Two million fewer people in the UK said they had donated to charity amid growing fears about the cost of living.
In February, only a quarter (25%) of people donated to charity in the past four weeks. This figure is significantly lower than the usual average for the month (29%), meaning that around 2m fewer people donated to charity than usual.
With many cutting back on discretionary spending, around one in 10 (12%) people reported last month that they plan to cut back on charity donations.
However, as more families face financial struggles with the increased cost of living, previous research from CAF found that nearly nine in 10 (86%) charity leaders anticipate that demand for their services is likely to increase.
The survey, which is based on research among more than 1,000 UK adults, found that 12% of people said they actively planned to cut back on charitable donations in light of higher bills and rising inflation.
Just one in four members of the public said that they would not be cutting back on any spending.
Alison Taylor, CEO of CAF Bank and Charity Services, Charities Aid Foundation, said: “The pandemic has highlighted the vital role that charities play in our society, including those who work and volunteer for them.

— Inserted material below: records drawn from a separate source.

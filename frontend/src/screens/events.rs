use crate::config;
use crate::theme::{spacing, toggle_style, AppColors};
use crate::view::{SignalTable, SignalToggles};
use crate::widgets::TableCard;
use dioxus::logger::tracing::{error, info, warn};
use dioxus::prelude::*;
use event_list_core::{
    render_failure, EventListController, HttpEventSource, NoticeKind, PendingRefresh, TableRow,
    TimeFilter, ToggleEmphasis, COLUMN_COUNT, VIEW_LABEL,
};
use std::rc::Rc;

const COLUMN_HEADINGS: [&str; COLUMN_COUNT] = ["Title", "Date", "Registrations", ""];

type PageController = EventListController<HttpEventSource, SignalTable, SignalToggles>;

fn build_controller(table: SignalTable, toggles: SignalToggles) -> Option<Rc<PageController>> {
    let client = config::client_config();
    match HttpEventSource::new(&client) {
        Ok(source) => {
            info!("event list page at {}", client.page_url);
            Some(Rc::new(EventListController::new(
                source,
                table,
                toggles,
                client.page_url,
                config::date_formatter(),
            )))
        }
        Err(e) => {
            error!("could not create http client: {}", e);
            None
        }
    }
}

/// Runs the network half of a refresh in the background. The controller
/// drops the answer itself if a newer request was issued meanwhile.
fn drive(controller: &Rc<PageController>, pending: PendingRefresh) {
    let controller = Rc::clone(controller);
    spawn(async move {
        controller.complete(pending).await;
    });
}

async fn apply_viewer_locale(controller: &PageController) {
    match document::eval(config::LOCALE_SCRIPT).join::<String>().await {
        Ok(locale) => {
            info!("viewer locale {}", locale);
            controller.set_dates(config::date_formatter_for(&locale));
        }
        Err(e) => warn!("could not read viewer locale, keeping en-US dates: {:?}", e),
    }
}

fn filter_handler(
    controller: Option<Rc<PageController>>,
    filter: TimeFilter,
) -> impl FnMut(MouseEvent) + 'static {
    move |_| {
        if let Some(c) = &controller {
            let pending = c.select_filter(filter);
            drive(c, pending);
        }
    }
}

#[component]
pub fn EventsScreen(is_dark: bool) -> Element {
    let mut rows = use_signal(Vec::<TableRow>::new);
    let emphasis = use_signal(|| ToggleEmphasis::for_selected(TimeFilter::default()));
    let mut search = use_signal(String::new);

    let controller = use_hook(|| build_controller(SignalTable::new(rows), SignalToggles::new(emphasis)));

    // Initial load: whatever the default filter is, with empty search text.
    // Generation 1 is taken here; the fetch waits for the browser locale.
    use_hook({
        let controller = controller.clone();
        move || match &controller {
            Some(c) => {
                let pending = c.refresh();
                let c = Rc::clone(c);
                spawn(async move {
                    apply_viewer_locale(&c).await;
                    c.complete(pending).await;
                });
            }
            None => rows.set(render_failure()),
        }
    });

    let on_input = {
        let controller = controller.clone();
        move |ev: FormEvent| {
            let text = ev.value();
            search.set(text.clone());
            if let Some(c) = &controller {
                let pending = c.update_search_text(text);
                drive(c, pending);
            }
        }
    };

    let current = emphasis();
    let page_url = config::page_url().to_string();

    rsx! {
        div { style: "display: flex; gap: {spacing::SM}; align-items: center; flex-wrap: wrap;",
            for filter in TimeFilter::ALL {
                button {
                    key: "{filter}",
                    id: filter.toggle_id(),
                    class: "btn {current.emphasis(filter).css_class()}",
                    style: toggle_style(current.emphasis(filter), is_dark),
                    onclick: filter_handler(controller.clone(), filter),
                    "{filter.label()}"
                }
            }
            input {
                id: "search_input",
                r#type: "text",
                class: "form-control",
                placeholder: "Search events",
                value: "{search}",
                style: "flex: 1; min-width: 180px; padding: {spacing::SM}; border-radius: 8px; border: 1px solid {AppColors::OUTLINE}; background: transparent; color: inherit;",
                oninput: on_input,
            }
        }
        TableCard { is_dark, headings: COLUMN_HEADINGS.to_vec(), body_id: "events-table",
            for (i, row) in rows.read().iter().cloned().enumerate() {
                EventTableRow { key: "{i}", row, page_url: page_url.clone(), is_dark }
            }
        }
    }
}

#[component]
pub fn EventTableRow(row: TableRow, page_url: String, is_dark: bool) -> Element {
    let cell = format!("padding: {}; border-top: 1px solid {};", spacing::SM, AppColors::OUTLINE);
    match &row {
        TableRow::Event(event) => {
            let href = config::detail_url(&page_url, &event.detail_href);
            let link_color = AppColors::primary(is_dark);
            rsx! {
                tr {
                    td { style: "{cell}", "{event.title}" }
                    td { style: "{cell}", "{event.date}" }
                    td { style: "{cell}", "{event.registration_count}" }
                    td { style: "{cell}",
                        a {
                            href,
                            class: "btn btn-sm btn-outline-primary",
                            style: "color: {link_color}; padding: {spacing::XS} {spacing::SM}; border: 1px solid {link_color}; border-radius: 6px; text-decoration: none;",
                            "{VIEW_LABEL}"
                        }
                    }
                }
            }
        }
        TableRow::Notice(kind) => {
            let text = row.notice_text().unwrap_or_default();
            let colspan = row.colspan().to_string();
            let color = match kind {
                NoticeKind::Empty => AppColors::on_surface(is_dark),
                NoticeKind::Error => AppColors::error(is_dark),
            };
            rsx! {
                tr {
                    td { colspan, class: "text-center", style: "{cell} text-align: center; color: {color};", "{text}" }
                }
            }
        }
    }
}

“The cost-of-living crisis makes the value of charities’ work more visible than ever, while also placing these same charities under significant pressure as they seek to deliver their essential services and meet increasing demand from their communities.
“Even when household finances are being squeezed, we have been struck by how people continue to support the charity sector, seen for instance in the incredible public response to the DEC Ukraine Humanitarian Appeal.
“The most important thing is to make sure your donations are given effectively by taking advantage of the tax benefits on offer.
“There are also many other ways for people to support the work of charities that do not involve giving more money, such as volunteering your time and skills, which can make a huge difference.”